Technology is often at the heart of improving the human experience. According to a recent study completed by Online Medical Care, 53% of people who use health monitors or wearable fitness trackers say they share that data with their doctor. From changing how we move about the world to how we communicate, and most recently how we can leverage data to improve so many practices and processes, technology shapes our lives. Nowhere is the positive impact of technology more readily apparent than in healthcare. The ability to treat more patients, save lives and, most importantly, cure previously incurable diseases has been at the heart of innovation in the field.

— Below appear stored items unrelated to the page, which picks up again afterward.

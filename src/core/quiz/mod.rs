pub mod question_parser;
pub mod quiz_ports;
pub mod quiz_service;

pub use question_parser::{
    parse_questions, parse_questions_with_warnings, ParseError, ParseWarning, ParsedQuiz,
    Question,
};
pub use quiz_ports::{FileStorage, FormHandle, QuizForms};
pub use quiz_service::{QuizError, QuizPublication, QuizRequest, QuizService};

While healthcare IT clearly improves patient outcomes and reduce the burden on the clinician it also presents an opportunity to decrease barriers between the patient and caregiver. Putting the patient and physician back at the center of a healthcare encounter complemented by technology is an area that Alexandra Valentin, Practice Director at The Ritz-Carlton Leadership Center, counsels and guides healthcare organizations on as they embark on transformative journeys for both patients and clinicians.
“There has been an explosion in healthcare IT over the last several years,” said Valentin. “From Electronic Medical Records (EMRs) to virtual care and telehealth, these new innovations in healthcare have brought convenience to both the patient and provider that have transformed the overall healthcare experience.” For providers, these new tools may result in them unintentionally spending more time entering data or checking digital devices to access vital care information instead of fully connecting with the patient so it’s imperative that providers maintain a balance of connecting the human and the digital each day when it comes to the overall patient experience.
Cleveland Clinic Focuses on Empathy and Innovation
What Valentin sees among a growing number of healthcare providers is an awareness that technology needs to be integrated and managed to deliver an optimal patient experience. The recent HIMSS Empathy and Innovation Conference was focused on the issue of patience experience in a tech-fueled era and providers were eager to share experiences and learn from one another.
As Adrienne Boissy, MD, MA, Chief Experience Officer at the Cleveland Clinic shared in the lead up to the event: “Patient experience needs to become a priority for organizations and most healthcare organizations are making it a priority…but there’s still a lot of work to be done. Patients are still telling us that access [and] communications still aren’t right; it’s still too difficult.” Boissy’s colleague at the Cleveland Clinic, Lori Kandas, Executive Director of Patient Experience, added “if we’re putting it [tech] in their hand or in front of them, is it helping their journey, is it making it seamless, and are we staying connected [with the patient].”
Redefining the Patience Experience with Technology & Education on Innovation
For Valentin, delivering a high-quality patient experience starts with putting not only the patient and the provider at the center of the care experience, but also invaluable tech innovation.
“From receiving an automated text message reminder or email to book a preventative care appointment, to booking an appointment online with a primary care physician and ultimately the actual bedside manner, a patient needs to feel cared for – both virtually and in person.” Valentin emphasized. “Healthcare systems are evolving their training curriculum to educate caregivers how to use a tablet not because it’s in their hands, but because they can access more data about the patient to provide more insight on their health. These are the foundations to building a high-quality patient experience in a tech-fueled era.”
While one of the key roles for technology in healthcare is to deliver better care more quickly, Valentin noted that as insurers drive healthcare towards value-based care, technology has an important role here too. With preventative care becoming as important as curative care, the use of home-based, or personalized health technology, is on the rise, but here too, caregivers need to put the technology in the context of human connection. “Being able to monitor blood pressure or blood sugar levels from home and communicated via WIFI to the doctor’s office is a real benefit for preventative care,” said Valentin. “These benefits will be exercised most effectively if the patient doesn’t feel overwhelmed or frustrated by the technology and they feel they are supported by their care team.”
Valentin’s suggestion for how to help patients adapt to these opportunities is to flip traditional healthcare relationships. “It’s common practice in the medical community for caregivers to have ‘lunch and learn’ events with equipment suppliers and pharmaceutical companies. They could replicate this model with their patients to build rapport and relationships while integrating personalized health technology into their care. By focusing on how these tools contribute to wellness and meeting with their patients regularly in a group setting, there’s the opportunity to reduce the number of office visits and build a healthier practice population over time,” she offered.
What’s clear from listening to experts like Valentin, Boissy, and Kandas, is that technology is an integral part of patient care. When patients are put at the center and technology is integrated to support the caregiver to improve the human connection and the delivery of care then it is transformative tool. “Each patient is unique and technology provides a tremendous opportunity to enhance their care experience and ultimately their overall health,” Valentin concluded.